**EXERCISE DIRECTIONS:** With both ends included, repeat exactly the lines of the entries below from the one containing "filename src/config.rs" down to the one containing "pub fn with_border_allowance(mut", and no others.

(Data records)
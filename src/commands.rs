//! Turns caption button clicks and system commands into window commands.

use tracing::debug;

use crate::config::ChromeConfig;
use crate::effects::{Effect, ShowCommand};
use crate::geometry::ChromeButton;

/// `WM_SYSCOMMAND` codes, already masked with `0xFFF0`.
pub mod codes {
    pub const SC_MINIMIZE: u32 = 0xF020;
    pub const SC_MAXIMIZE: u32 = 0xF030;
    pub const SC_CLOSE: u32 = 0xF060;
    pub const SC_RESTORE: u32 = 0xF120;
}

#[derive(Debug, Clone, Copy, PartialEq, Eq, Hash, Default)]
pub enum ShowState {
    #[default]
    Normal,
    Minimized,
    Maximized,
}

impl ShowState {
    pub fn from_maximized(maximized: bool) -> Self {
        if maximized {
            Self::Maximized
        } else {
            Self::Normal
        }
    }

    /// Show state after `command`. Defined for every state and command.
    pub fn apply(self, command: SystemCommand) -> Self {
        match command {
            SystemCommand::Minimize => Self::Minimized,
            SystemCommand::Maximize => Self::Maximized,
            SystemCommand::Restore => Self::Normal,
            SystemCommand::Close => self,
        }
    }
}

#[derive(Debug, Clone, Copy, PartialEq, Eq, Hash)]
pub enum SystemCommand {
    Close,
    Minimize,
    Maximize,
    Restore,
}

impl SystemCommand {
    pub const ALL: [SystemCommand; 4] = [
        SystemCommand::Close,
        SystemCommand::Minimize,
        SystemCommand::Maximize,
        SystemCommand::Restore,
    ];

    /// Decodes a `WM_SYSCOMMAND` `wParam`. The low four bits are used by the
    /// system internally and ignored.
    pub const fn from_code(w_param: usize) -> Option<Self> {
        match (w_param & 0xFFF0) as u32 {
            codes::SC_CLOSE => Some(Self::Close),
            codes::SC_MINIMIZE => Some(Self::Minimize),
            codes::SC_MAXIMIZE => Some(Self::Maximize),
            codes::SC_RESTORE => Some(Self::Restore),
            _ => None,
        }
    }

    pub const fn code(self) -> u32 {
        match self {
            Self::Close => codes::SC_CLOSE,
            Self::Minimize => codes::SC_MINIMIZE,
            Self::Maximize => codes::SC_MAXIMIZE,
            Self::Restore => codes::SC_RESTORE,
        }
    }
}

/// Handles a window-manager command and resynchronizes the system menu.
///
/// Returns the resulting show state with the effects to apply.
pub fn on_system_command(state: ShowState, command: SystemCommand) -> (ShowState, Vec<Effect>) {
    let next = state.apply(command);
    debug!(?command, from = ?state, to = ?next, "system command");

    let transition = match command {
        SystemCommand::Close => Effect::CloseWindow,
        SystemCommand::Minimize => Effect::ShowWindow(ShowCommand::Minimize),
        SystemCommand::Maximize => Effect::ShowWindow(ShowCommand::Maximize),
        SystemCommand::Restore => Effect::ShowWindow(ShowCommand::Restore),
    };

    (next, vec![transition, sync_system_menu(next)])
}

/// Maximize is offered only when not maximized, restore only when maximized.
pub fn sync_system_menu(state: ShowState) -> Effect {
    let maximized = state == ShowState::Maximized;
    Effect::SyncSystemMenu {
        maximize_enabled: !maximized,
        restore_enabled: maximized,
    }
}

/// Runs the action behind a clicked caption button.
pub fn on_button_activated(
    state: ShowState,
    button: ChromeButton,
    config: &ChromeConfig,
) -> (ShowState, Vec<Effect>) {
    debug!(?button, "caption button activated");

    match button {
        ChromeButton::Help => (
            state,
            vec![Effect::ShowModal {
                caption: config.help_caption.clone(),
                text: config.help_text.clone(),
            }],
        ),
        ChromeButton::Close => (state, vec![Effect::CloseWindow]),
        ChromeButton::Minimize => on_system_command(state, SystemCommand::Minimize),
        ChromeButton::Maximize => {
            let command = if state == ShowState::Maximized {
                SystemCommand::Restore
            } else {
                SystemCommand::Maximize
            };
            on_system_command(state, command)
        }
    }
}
---
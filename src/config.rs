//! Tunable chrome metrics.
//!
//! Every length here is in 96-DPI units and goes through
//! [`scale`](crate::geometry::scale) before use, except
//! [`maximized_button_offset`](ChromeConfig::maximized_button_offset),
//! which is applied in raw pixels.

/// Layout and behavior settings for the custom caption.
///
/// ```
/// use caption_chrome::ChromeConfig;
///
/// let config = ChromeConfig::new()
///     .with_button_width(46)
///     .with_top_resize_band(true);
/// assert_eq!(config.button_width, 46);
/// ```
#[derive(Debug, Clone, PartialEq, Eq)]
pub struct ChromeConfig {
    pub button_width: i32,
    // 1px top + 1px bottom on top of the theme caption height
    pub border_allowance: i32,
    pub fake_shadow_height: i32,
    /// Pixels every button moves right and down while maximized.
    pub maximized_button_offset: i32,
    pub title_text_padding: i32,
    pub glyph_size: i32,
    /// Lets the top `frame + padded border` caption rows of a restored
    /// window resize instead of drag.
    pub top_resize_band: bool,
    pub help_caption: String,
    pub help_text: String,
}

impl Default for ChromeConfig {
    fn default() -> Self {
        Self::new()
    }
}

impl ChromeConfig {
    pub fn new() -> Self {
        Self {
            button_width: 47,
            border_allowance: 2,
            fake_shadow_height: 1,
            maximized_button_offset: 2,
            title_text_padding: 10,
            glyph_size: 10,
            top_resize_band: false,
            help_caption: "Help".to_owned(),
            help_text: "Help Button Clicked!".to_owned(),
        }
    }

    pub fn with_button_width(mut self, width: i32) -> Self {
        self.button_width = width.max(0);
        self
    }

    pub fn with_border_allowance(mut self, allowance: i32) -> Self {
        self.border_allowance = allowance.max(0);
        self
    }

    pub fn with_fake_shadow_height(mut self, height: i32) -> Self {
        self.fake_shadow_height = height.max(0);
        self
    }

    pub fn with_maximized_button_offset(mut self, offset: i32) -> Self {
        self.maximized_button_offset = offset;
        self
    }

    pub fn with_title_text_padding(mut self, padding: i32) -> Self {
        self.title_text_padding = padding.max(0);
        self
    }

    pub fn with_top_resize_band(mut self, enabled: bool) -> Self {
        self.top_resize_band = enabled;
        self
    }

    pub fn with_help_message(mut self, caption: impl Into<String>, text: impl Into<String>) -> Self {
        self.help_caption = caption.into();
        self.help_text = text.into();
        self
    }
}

**ANSWER AREA:**
filename src/config.rs
//! Tunable chrome metrics.
//!
//! Every length here is in 96-DPI units and goes through
//! [`scale`](crate::geometry::scale) before use, except
//! [`maximized_button_offset`](ChromeConfig::maximized_button_offset),
//! which is applied in raw pixels.

/// Layout and behavior settings for the custom caption.
///
/// ```
/// use caption_chrome::ChromeConfig;
///
/// let config = ChromeConfig::new()
///     .with_button_width(46)
///     .with_top_resize_band(true);
/// assert_eq!(config.button_width, 46);
/// ```
#[derive(Debug, Clone, PartialEq, Eq)]
pub struct ChromeConfig {
    pub button_width: i32,
    // 1px top + 1px bottom on top of the theme caption height
    pub border_allowance: i32,
    pub fake_shadow_height: i32,
    /// Pixels every button moves right and down while maximized.
    pub maximized_button_offset: i32,
    pub title_text_padding: i32,
    pub glyph_size: i32,
    /// Lets the top `frame + padded border` caption rows of a restored
    /// window resize instead of drag.
    pub top_resize_band: bool,
    pub help_caption: String,
    pub help_text: String,
}

impl Default for ChromeConfig {
    fn default() -> Self {
        Self::new()
    }
}

impl ChromeConfig {
    pub fn new() -> Self {
        Self {
            button_width: 47,
            border_allowance: 2,
            fake_shadow_height: 1,
            maximized_button_offset: 2,
            title_text_padding: 10,
            glyph_size: 10,
            top_resize_band: false,
            help_caption: "Help".to_owned(),
            help_text: "Help Button Clicked!".to_owned(),
        }
    }

    pub fn with_button_width(mut self, width: i32) -> Self {
        self.button_width = width.max(0);
        self
    }

    pub fn with_border_allowance(mut self, allowance: i32) -> Self {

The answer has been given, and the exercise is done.